Photo diffusée le 22 mars 2021 par le service de presse de la marine nationale française montrant des militaires posant le 21 mars 2021 à bord du porte-hélicoptères amphibie « Dixmude », dans le golfe de Guinée, à côté de six tonnes de cocaïne saisies à bord d’un navire battant pavillon de Saint-Kitts-et-Nevis.

Une vague blanche déferle sur l’Afrique de l’Ouest. Le trafic de cocaïne y connaît une expansion rapide, au point qu’en 2025 au moins 30 % de la poudre consommée en Europe transiterait par la région. Selon l’Indice mondial du crime organisé, il s’agit du marché criminel ayant enregistré la plus forte croissance en Afrique de l’Ouest entre 2019 et 2025.

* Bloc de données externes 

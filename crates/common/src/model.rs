//! Model graph types
//!
//! A `Model` is the canonical, named form of one schema node. Models refer to
//! each other by name through `ModelRef`; the `ModelRegistry` owns every named
//! model produced by a build pass.

use indexmap::IndexMap;
use serde::ser::SerializeMap;
use serde::{Serialize, Serializer};

/// Canonical representation of a schema node
#[derive(Debug, Clone, PartialEq, Serialize)]
#[serde(rename_all = "camelCase")]
pub struct Model {
    /// Canonical name, unique within the registry
    pub name: String,

    /// Whether `null` is an accepted value
    pub nullable: bool,

    /// Title, description, deprecation and default value
    #[serde(flatten)]
    pub docs: Documentation,

    /// The `$ref` this model was reached through, if any
    #[serde(skip_serializing_if = "Option::is_none")]
    pub reference: Option<String>,

    /// Direct children only, in declaration order
    pub dependencies: Vec<ModelRef>,

    /// Variant-specific data
    #[serde(flatten)]
    pub kind: ModelKind,
}

/// Documentation metadata carried over from the schema
#[derive(Debug, Clone, Default, PartialEq, Serialize)]
pub struct Documentation {
    #[serde(skip_serializing_if = "Option::is_none")]
    pub title: Option<String>,

    #[serde(skip_serializing_if = "Option::is_none")]
    pub description: Option<String>,

    pub deprecated: bool,

    #[serde(skip_serializing_if = "Option::is_none")]
    pub default: Option<serde_json::Value>,
}

/// The four structural variants
#[derive(Debug, Clone, PartialEq, Serialize)]
#[serde(tag = "modelType", rename_all = "lowercase")]
pub enum ModelKind {
    Primitive(PrimitiveModel),
    Array(ArrayModel),
    Object(ObjectModel),
    Composition(CompositionModel),
}

/// Declared primitive type
#[derive(Debug, Clone, Copy, PartialEq, Eq, Serialize)]
#[serde(rename_all = "lowercase")]
pub enum PrimitiveType {
    String,
    Number,
    Integer,
    Boolean,
}

impl PrimitiveType {
    /// Parse an OpenAPI `type` keyword
    pub fn from_keyword(keyword: &str) -> Option<Self> {
        match keyword {
            "string" => Some(Self::String),
            "number" => Some(Self::Number),
            "integer" => Some(Self::Integer),
            "boolean" => Some(Self::Boolean),
            _ => None,
        }
    }

    /// The OpenAPI `type` keyword
    pub fn keyword(self) -> &'static str {
        match self {
            Self::String => "string",
            Self::Number => "number",
            Self::Integer => "integer",
            Self::Boolean => "boolean",
        }
    }
}

/// Numeric bounds
#[derive(Debug, Clone, Default, PartialEq, Serialize)]
#[serde(rename_all = "camelCase")]
pub struct NumericConstraints {
    #[serde(skip_serializing_if = "Option::is_none")]
    pub multiple_of: Option<f64>,
    #[serde(skip_serializing_if = "Option::is_none")]
    pub maximum: Option<f64>,
    pub exclusive_maximum: bool,
    #[serde(skip_serializing_if = "Option::is_none")]
    pub minimum: Option<f64>,
    pub exclusive_minimum: bool,
}

/// String length and pattern bounds
#[derive(Debug, Clone, Default, PartialEq, Serialize)]
#[serde(rename_all = "camelCase")]
pub struct StringConstraints {
    #[serde(skip_serializing_if = "Option::is_none")]
    pub max_length: Option<u64>,
    #[serde(skip_serializing_if = "Option::is_none")]
    pub min_length: Option<u64>,
    #[serde(skip_serializing_if = "Option::is_none")]
    pub pattern: Option<String>,
}

#[derive(Debug, Clone, PartialEq, Serialize)]
#[serde(rename_all = "camelCase")]
pub struct PrimitiveModel {
    #[serde(rename = "type")]
    pub primitive_type: PrimitiveType,
    #[serde(skip_serializing_if = "Option::is_none")]
    pub format: Option<String>,
    #[serde(rename = "enum", skip_serializing_if = "Option::is_none")]
    pub enum_values: Option<Vec<serde_json::Value>>,
    #[serde(flatten)]
    pub numeric: NumericConstraints,
    #[serde(flatten)]
    pub string: StringConstraints,
}

#[derive(Debug, Clone, Default, PartialEq, Serialize)]
#[serde(rename_all = "camelCase")]
pub struct ArrayModel {
    #[serde(skip_serializing_if = "Option::is_none")]
    pub items: Option<ModelRef>,
    #[serde(skip_serializing_if = "Option::is_none")]
    pub max_items: Option<u64>,
    #[serde(skip_serializing_if = "Option::is_none")]
    pub min_items: Option<u64>,
    pub unique_items: bool,
}

#[derive(Debug, Clone, Default, PartialEq, Serialize)]
#[serde(rename_all = "camelCase")]
pub struct ObjectModel {
    pub properties: Vec<ObjectProperty>,

    /// Typed dictionary values (`additionalProperties: {schema}`)
    #[serde(skip_serializing_if = "Option::is_none")]
    pub additional_properties: Option<ModelRef>,

    /// `additionalProperties: true`
    pub has_any_additional_properties: bool,

    /// Additional properties without declared properties or composition
    pub is_dictionary: bool,

    /// Neither composition nor any form of additional properties
    pub interface: bool,

    /// Registry name of the nested composition
    #[serde(skip_serializing_if = "Option::is_none")]
    pub composition: Option<String>,

    #[serde(skip_serializing_if = "Option::is_none")]
    pub max_properties: Option<u64>,
    #[serde(skip_serializing_if = "Option::is_none")]
    pub min_properties: Option<u64>,
}

impl ObjectModel {
    /// Find a property by its original name
    pub fn property(&self, prop_name: &str) -> Option<&ObjectProperty> {
        self.properties.iter().find(|p| p.prop_name == prop_name)
    }
}

#[derive(Debug, Clone, PartialEq, Serialize)]
#[serde(rename_all = "camelCase")]
pub struct ObjectProperty {
    /// Property name as written in the document
    pub prop_name: String,
    pub required: bool,
    pub model: ModelRef,
}

/// Which keyword produced a composition
#[derive(Debug, Clone, Copy, PartialEq, Eq, Serialize)]
pub enum CompositionType {
    #[serde(rename = "oneOf")]
    OneOf,
    #[serde(rename = "anyOf")]
    AnyOf,
    #[serde(rename = "allOf")]
    AllOf,
}

impl CompositionType {
    /// Priority order used when a node declares more than one keyword
    pub const PRIORITY: [CompositionType; 3] = [Self::OneOf, Self::AnyOf, Self::AllOf];

    /// The OpenAPI keyword
    pub fn keyword(self) -> &'static str {
        match self {
            Self::OneOf => "oneOf",
            Self::AnyOf => "anyOf",
            Self::AllOf => "allOf",
        }
    }

    /// Suffix appended to the owning model's name
    pub fn name_suffix(self) -> &'static str {
        match self {
            Self::OneOf => "OneOf",
            Self::AnyOf => "AnyOf",
            Self::AllOf => "AllOf",
        }
    }

    /// Prefix used to name anonymous branches
    pub fn branch_prefix(self) -> &'static str {
        match self {
            Self::AllOf => "Part",
            Self::OneOf | Self::AnyOf => "Option",
        }
    }

    pub fn is_union(self) -> bool {
        !matches!(self, Self::AllOf)
    }
}

#[derive(Debug, Clone, PartialEq, Serialize)]
#[serde(rename_all = "camelCase")]
pub struct CompositionBranch {
    pub model: ModelRef,
    #[serde(skip_serializing_if = "Option::is_none")]
    pub discriminator_value: Option<String>,
}

#[derive(Debug, Clone, PartialEq, Serialize)]
#[serde(rename_all = "camelCase")]
pub struct CompositionModel {
    pub composition_type: CompositionType,
    pub sub_schemas: Vec<CompositionBranch>,
    #[serde(skip_serializing_if = "Option::is_none")]
    pub discriminator: Option<String>,
    /// A mapping was declared, whether or not every entry matched a branch
    pub has_mapping: bool,
}

impl CompositionModel {
    /// Branches tagged with a discriminator value, in original order
    pub fn mapped(&self) -> impl Iterator<Item = &CompositionBranch> + '_ {
        self.sub_schemas
            .iter()
            .filter(|b| b.discriminator_value.is_some())
    }

    /// Branches without a discriminator value, in original order
    pub fn unmapped(&self) -> impl Iterator<Item = &CompositionBranch> + '_ {
        self.sub_schemas
            .iter()
            .filter(|b| b.discriminator_value.is_none())
    }
}

/// A dependency edge: either a registry name or an unnamed primitive
#[derive(Debug, Clone, PartialEq, Serialize)]
#[serde(untagged)]
pub enum ModelRef {
    Named(String),
    Inline(Box<Model>),
}

impl ModelRef {
    /// Registry name, or the synthesized name of an inline primitive
    pub fn name(&self) -> &str {
        match self {
            ModelRef::Named(name) => name,
            ModelRef::Inline(model) => &model.name,
        }
    }

    /// Follow the edge through the registry
    pub fn resolve<'a>(&'a self, registry: &'a ModelRegistry) -> Option<&'a Model> {
        match self {
            ModelRef::Named(name) => registry.get(name),
            ModelRef::Inline(model) => Some(model),
        }
    }

    pub fn is_inline(&self) -> bool {
        matches!(self, ModelRef::Inline(_))
    }
}

impl Model {
    pub fn is_primitive(&self) -> bool {
        matches!(self.kind, ModelKind::Primitive(_))
    }

    /// A primitive with declared `enum` values
    pub fn is_enum(&self) -> bool {
        matches!(&self.kind, ModelKind::Primitive(p) if p.enum_values.is_some())
    }

    pub fn is_dictionary(&self) -> bool {
        matches!(&self.kind, ModelKind::Object(o) if o.is_dictionary)
    }

    pub fn as_primitive(&self) -> Option<&PrimitiveModel> {
        match &self.kind {
            ModelKind::Primitive(p) => Some(p),
            _ => None,
        }
    }

    pub fn as_array(&self) -> Option<&ArrayModel> {
        match &self.kind {
            ModelKind::Array(a) => Some(a),
            _ => None,
        }
    }

    pub fn as_object(&self) -> Option<&ObjectModel> {
        match &self.kind {
            ModelKind::Object(o) => Some(o),
            _ => None,
        }
    }

    pub fn as_composition(&self) -> Option<&CompositionModel> {
        match &self.kind {
            ModelKind::Composition(c) => Some(c),
            _ => None,
        }
    }
}

/// Name → Model map owned by one build pass
///
/// Structural models are reserved before their children are built and filled
/// afterwards, so a child that refers back to an ancestor finds the name
/// already taken and stops recursing.
#[derive(Debug, Clone, Default)]
pub struct ModelRegistry {
    models: IndexMap<String, Option<Model>>,
}

impl ModelRegistry {
    pub fn new() -> Self {
        Self::default()
    }

    /// Whether `name` is bound or reserved
    pub fn contains(&self, name: &str) -> bool {
        self.models.contains_key(name)
    }

    /// Claim `name` ahead of building its model
    ///
    /// Returns `false` when the name is already bound or reserved.
    pub fn reserve(&mut self, name: &str) -> bool {
        if self.models.contains_key(name) {
            return false;
        }
        self.models.insert(name.to_string(), None);
        true
    }

    /// Bind a finished model to its reserved slot
    ///
    /// Binding a name that already holds a model is a no-op.
    pub fn fill(&mut self, model: Model) {
        let slot = self.models.entry(model.name.clone()).or_insert(None);
        if slot.is_none() {
            *slot = Some(model);
        }
    }

    /// Reserve and bind in one step
    ///
    /// Returns `false`, leaving the existing binding in place, when the name
    /// was already taken.
    pub fn register(&mut self, model: Model) -> bool {
        if !self.reserve(&model.name) {
            return false;
        }
        self.fill(model);
        true
    }

    pub fn get(&self, name: &str) -> Option<&Model> {
        self.models.get(name).and_then(Option::as_ref)
    }

    /// Bound models in registration order
    pub fn iter(&self) -> impl Iterator<Item = &Model> + '_ {
        self.models.values().filter_map(Option::as_ref)
    }

    /// Names in registration order
    pub fn names(&self) -> impl Iterator<Item = &str> + '_ {
        self.models.keys().map(String::as_str)
    }

    pub fn len(&self) -> usize {
        self.models.len()
    }

    pub fn is_empty(&self) -> bool {
        self.models.is_empty()
    }
}

impl Serialize for ModelRegistry {
    fn serialize<S: Serializer>(&self, serializer: S) -> Result<S::Ok, S::Error> {
        let mut map = serializer.serialize_map(None)?;
        for model in self.iter() {
            map.serialize_entry(&model.name, model)?;
        }
        map.end()
    }
}

#[cfg(test)]
mod tests {
    use super::*;
    use pretty_assertions::assert_eq;

    fn object(name: &str) -> Model {
        Model {
            name: name.to_string(),
            nullable: false,
            docs: Documentation::default(),
            reference: None,
            dependencies: vec![],
            kind: ModelKind::Object(ObjectModel {
                interface: true,
                ..ObjectModel::default()
            }),
        }
    }

    #[test]
    fn test_register_keeps_first_binding() {
        let mut registry = ModelRegistry::new();
        assert!(registry.register(object("Pet")));

        let mut other = object("Pet");
        other.nullable = true;
        assert!(!registry.register(other));

        assert_eq!(registry.len(), 1);
        assert!(!registry.get("Pet").unwrap().nullable);
    }

    #[test]
    fn test_reserved_name_is_taken_but_unbound() {
        let mut registry = ModelRegistry::new();
        assert!(registry.reserve("Node"));
        assert!(registry.contains("Node"));
        assert!(registry.get("Node").is_none());
        assert_eq!(registry.iter().count(), 0);

        registry.fill(object("Node"));
        assert!(registry.get("Node").is_some());
    }

    #[test]
    fn test_partitions_preserve_order() {
        let branch = |name: &str, value: Option<&str>| CompositionBranch {
            model: ModelRef::Named(name.to_string()),
            discriminator_value: value.map(str::to_string),
        };
        let composition = CompositionModel {
            composition_type: CompositionType::OneOf,
            sub_schemas: vec![
                branch("A", None),
                branch("B", Some("b")),
                branch("C", None),
                branch("D", Some("d")),
            ],
            discriminator: Some("kind".to_string()),
            has_mapping: true,
        };

        let mapped: Vec<_> = composition.mapped().map(|b| b.model.name()).collect();
        let unmapped: Vec<_> = composition.unmapped().map(|b| b.model.name()).collect();
        assert_eq!(mapped, vec!["B", "D"]);
        assert_eq!(unmapped, vec!["A", "C"]);
    }

    #[test]
    fn test_serialized_model_is_tagged() {
        let json = serde_json::to_value(object("Pet")).unwrap();
        assert_eq!(json["modelType"], "object");
        assert_eq!(json["name"], "Pet");
        assert_eq!(json["interface"], true);
    }
}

Lucia Bird Ruiz, directrice de l’Observatoire des activités économiques illicites en Afrique de l’Ouest au sein du Global Initiative against Transnational Organized Crime (GI-TOC), une organisation qui s’intéresse au crime organisé à travers le monde, analyse dans un rapport publié le 11 mars les ressorts qui font de la sous-région une plaque tournante majeure du trafic.

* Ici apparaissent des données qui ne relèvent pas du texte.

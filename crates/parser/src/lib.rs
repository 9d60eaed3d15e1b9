//! OpenAPI → model graph resolution
//!
//! Turns an already-bundled OpenAPI 3.x document into a [`TypeGraph`]: every
//! schema becomes a named [`Model`](typegraph_common::Model), every operation
//! an [`Operation`](typegraph_common::Operation) record, and the models that
//! need a declaration come out in dependency order.
//!
//! ## Pass structure
//! 1. `components.schemas` are built in document order
//! 2. Paths and operations are processed, reusing the registry from step 1
//! 3. Emission candidates are sorted so dependencies come first
//!
//! Any error aborts the pass; nothing partial is returned.
//!
//! ## Usage
//! ```rust,ignore
//! use typegraph_parser::OpenApiParser;
//!
//! let graph = OpenApiParser::from_file("petstore.yaml")?.parse()?;
//! ```

pub mod builder;
pub mod classifier;
mod composition;
pub mod naming;
pub mod openapi;
pub mod operations;
pub mod reference;
pub mod sorter;

pub use builder::ModelBuilder;
pub use classifier::{classify, SchemaKind};
pub use openapi::{OpenApiDocument, OpenApiParser};
pub use operations::process_operations;
pub use sorter::{emission_candidates, sort_by_dependencies};

use tracing::info;
use typegraph_common::{Result, TypeGraph};

/// Run one full build pass over `document`
pub fn process_document(document: &OpenApiDocument) -> Result<TypeGraph> {
    let mut builder = ModelBuilder::new(document);
    builder.build_components()?;
    let operations = process_operations(&mut builder)?;
    let (models, advisories) = builder.finish();

    let candidates = emission_candidates(&models);
    let ordered: Vec<String> = sort_by_dependencies(&models, &candidates)?
        .into_iter()
        .map(|model| model.name.clone())
        .collect();

    info!(
        models = models.len(),
        ordered = ordered.len(),
        paths = operations.len(),
        advisories = advisories.len(),
        "type graph built"
    );

    Ok(TypeGraph {
        models,
        operations,
        ordered,
        advisories,
    })
}
//! Identifier canonicalization
//!
//! Every model and operation name goes through here so the same input always
//! produces the same identifier.

use crate::reference::unescape_segment;
use typegraph_common::{ModelRegistry, Result, TypeGraphError};

fn is_identifier_char(ch: char) -> bool {
    ch.is_ascii_alphanumeric() || ch == '_'
}

/// Drop non-identifier characters, capitalizing the character after each
/// dropped run and the first character
///
/// Unlike [`escape_name`] this never adds a leading underscore, so it is the
/// right tool for fragments appended to an existing name.
pub fn pascal_segment(raw: &str) -> String {
    let mut name = String::with_capacity(raw.len());
    let mut capitalize_next = true;

    for ch in raw.chars() {
        if !is_identifier_char(ch) {
            capitalize_next = true;
            continue;
        }
        if capitalize_next {
            name.push(ch.to_ascii_uppercase());
            capitalize_next = false;
        } else {
            name.push(ch);
        }
    }

    name
}

/// Canonical PascalCase identifier
///
/// # Examples
/// ```
/// use typegraph_parser::naming::escape_name;
///
/// assert_eq!(escape_name("my-schema"), "MySchema");
/// assert_eq!(escape_name("get-/pets/{petId}"), "GetPetsPetId");
/// assert_eq!(escape_name("2fa-token"), "_2faToken");
/// ```
pub fn escape_name(raw: &str) -> String {
    prefix_leading_digit(pascal_segment(raw))
}

/// SCREAMING_SNAKE_CASE constant name for an operation
///
/// Kept characters are joined without a separator before upper-casing.
///
/// ```
/// use typegraph_parser::naming::to_constant_name;
///
/// assert_eq!(to_constant_name("listPets"), "LISTPETS");
/// ```
pub fn to_constant_name(raw: &str) -> String {
    let joined: String = raw
        .chars()
        .filter(|ch| is_identifier_char(*ch))
        .map(|ch| ch.to_ascii_uppercase())
        .collect();
    prefix_leading_digit(joined)
}

fn prefix_leading_digit(name: String) -> String {
    if name.starts_with(|ch: char| ch.is_ascii_digit()) {
        format!("_{}", name)
    } else {
        name
    }
}

/// Capitalize the first character, leaving the rest untouched
pub fn capitalize(s: &str) -> String {
    let mut chars = s.chars();
    match chars.next() {
        Some(first) => first.to_uppercase().chain(chars).collect(),
        None => String::new(),
    }
}

/// Model name for a `#/components/<section>/<name>` reference
pub fn name_from_reference(reference: &str) -> Result<String> {
    let segment = reference.split('/').nth(3).ok_or_else(|| {
        TypeGraphError::MalformedReference {
            reference: reference.to_string(),
            reason: "expected '#/components/<section>/<name>'".to_string(),
        }
    })?;
    Ok(escape_name(&unescape_segment(segment)))
}

/// First of `name`, `name2`, `name3`, ... that the registry does not hold
pub fn unique_name(registry: &ModelRegistry, name: &str) -> String {
    first_free_name(name, |candidate| registry.contains(candidate))
}

/// First of `name`, `name2`, `name3`, ... for which `taken` is false
pub fn first_free_name(name: &str, taken: impl Fn(&str) -> bool) -> String {
    if !taken(name) {
        return name.to_string();
    }
    (2..)
        .map(|counter| format!("{}{}", name, counter))
        .find(|candidate| !taken(candidate))
        .unwrap_or_else(|| name.to_string())
}

/// Pick a registry name for a synthesized model, escalating on collision
///
/// Tries `base`, then `base` + `Qualifier`, then `Parent` + that composite,
/// numbered if even that is taken. The result depends only on what the
/// registry holds at call time.
pub fn allocate_name(
    registry: &ModelRegistry,
    base: &str,
    qualifier: &str,
    parent: &str,
) -> String {
    let candidate = escape_name(base);
    if !registry.contains(&candidate) {
        return candidate;
    }

    let qualified = format!("{}{}", base, capitalize(qualifier));
    let candidate = escape_name(&qualified);
    if !registry.contains(&candidate) {
        return candidate;
    }

    unique_name(
        registry,
        &escape_name(&format!("{}{}", parent, capitalize(&qualified))),
    )
}

#[cfg(test)]
mod tests {
    use super::*;
    use typegraph_common::{Documentation, Model, ModelKind, PrimitiveModel, PrimitiveType};

    fn primitive(name: &str) -> Model {
        Model {
            name: name.to_string(),
            nullable: false,
            docs: Documentation::default(),
            reference: None,
            dependencies: vec![],
            kind: ModelKind::Primitive(PrimitiveModel {
                primitive_type: PrimitiveType::String,
                format: None,
                enum_values: None,
                numeric: Default::default(),
                string: Default::default(),
            }),
        }
    }

    #[test]
    fn test_escape_name() {
        assert_eq!(escape_name("my-schema"), "MySchema");
        assert_eq!(escape_name("pet_store"), "Pet_store");
        assert_eq!(escape_name("application/json"), "ApplicationJson");
        assert_eq!(escape_name("v1.Pod"), "V1Pod");
        assert_eq!(escape_name("404"), "_404");
        assert_eq!(escape_name("héllo wörld"), "HLloWRld");
        assert_eq!(escape_name(""), "");
        assert_eq!(escape_name("---"), "");
    }

    #[test]
    fn test_escape_name_is_idempotent() {
        let inputs = [
            "my-schema",
            "get-/pets/{petId}",
            "2fa",
            "_private",
            "already_Canonical",
            "x-y-z",
            "0",
            "a b\tc",
        ];
        for input in inputs {
            let once = escape_name(input);
            assert_eq!(escape_name(&once), once, "not idempotent for {:?}", input);
        }
    }

    #[test]
    fn test_pascal_segment_keeps_leading_digit() {
        assert_eq!(pascal_segment("200"), "200");
        assert_eq!(pascal_segment("default"), "Default");
        assert_eq!(pascal_segment("date-time"), "DateTime");
    }

    #[test]
    fn test_to_constant_name() {
        assert_eq!(to_constant_name("ListPets"), "LISTPETS");
        assert_eq!(to_constant_name("get-/pets"), "GETPETS");
        assert_eq!(to_constant_name("3d-model"), "_3DMODEL");
    }

    #[test]
    fn test_name_from_reference() {
        assert_eq!(
            name_from_reference("#/components/schemas/my-schema").unwrap(),
            "MySchema"
        );
        assert_eq!(
            name_from_reference("#/components/schemas/Pet/properties/name").unwrap(),
            "Pet"
        );
        assert_eq!(
            name_from_reference("#/components/schemas/a~1b").unwrap(),
            "AB"
        );
        assert!(name_from_reference("#/definitions").is_err());
    }

    #[test]
    fn test_allocate_name_escalates() {
        let mut registry = ModelRegistry::new();
        assert_eq!(allocate_name(&registry, "id", "pathParam", "GetPet"), "Id");

        registry.register(primitive("Id"));
        assert_eq!(
            allocate_name(&registry, "id", "pathParam", "GetPet"),
            "IdPathParam"
        );

        registry.register(primitive("IdPathParam"));
        assert_eq!(
            allocate_name(&registry, "id", "pathParam", "GetPet"),
            "GetPetIdPathParam"
        );

        registry.register(primitive("GetPetIdPathParam"));
        assert_eq!(
            allocate_name(&registry, "id", "pathParam", "GetPet"),
            "GetPetIdPathParam2"
        );
    }

    #[test]
    fn test_unique_name_numbers_taken_names() {
        let mut registry = ModelRegistry::new();
        assert_eq!(unique_name(&registry, "GetABResponseBody"), "GetABResponseBody");

        registry.register(primitive("GetABResponseBody"));
        assert_eq!(unique_name(&registry, "GetABResponseBody"), "GetABResponseBody2");

        registry.reserve("GetABResponseBody2");
        assert_eq!(unique_name(&registry, "GetABResponseBody"), "GetABResponseBody3");
    }
}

L’Afrique de l’Ouest est identifiée comme zone de transit de la cocaïne depuis les années 2000. Qu’est-ce qui explique l’accélération récente du trafic dans la région ?

Cet essor s’inscrit dans une dynamique globale. L’augmentation sans précédent de la production de cocaïne en Amérique latine a considérablement accru les volumes disponibles sur le marché mondial. Parallèlement, la demande européenne a fortement progressé au cours de la dernière décennie.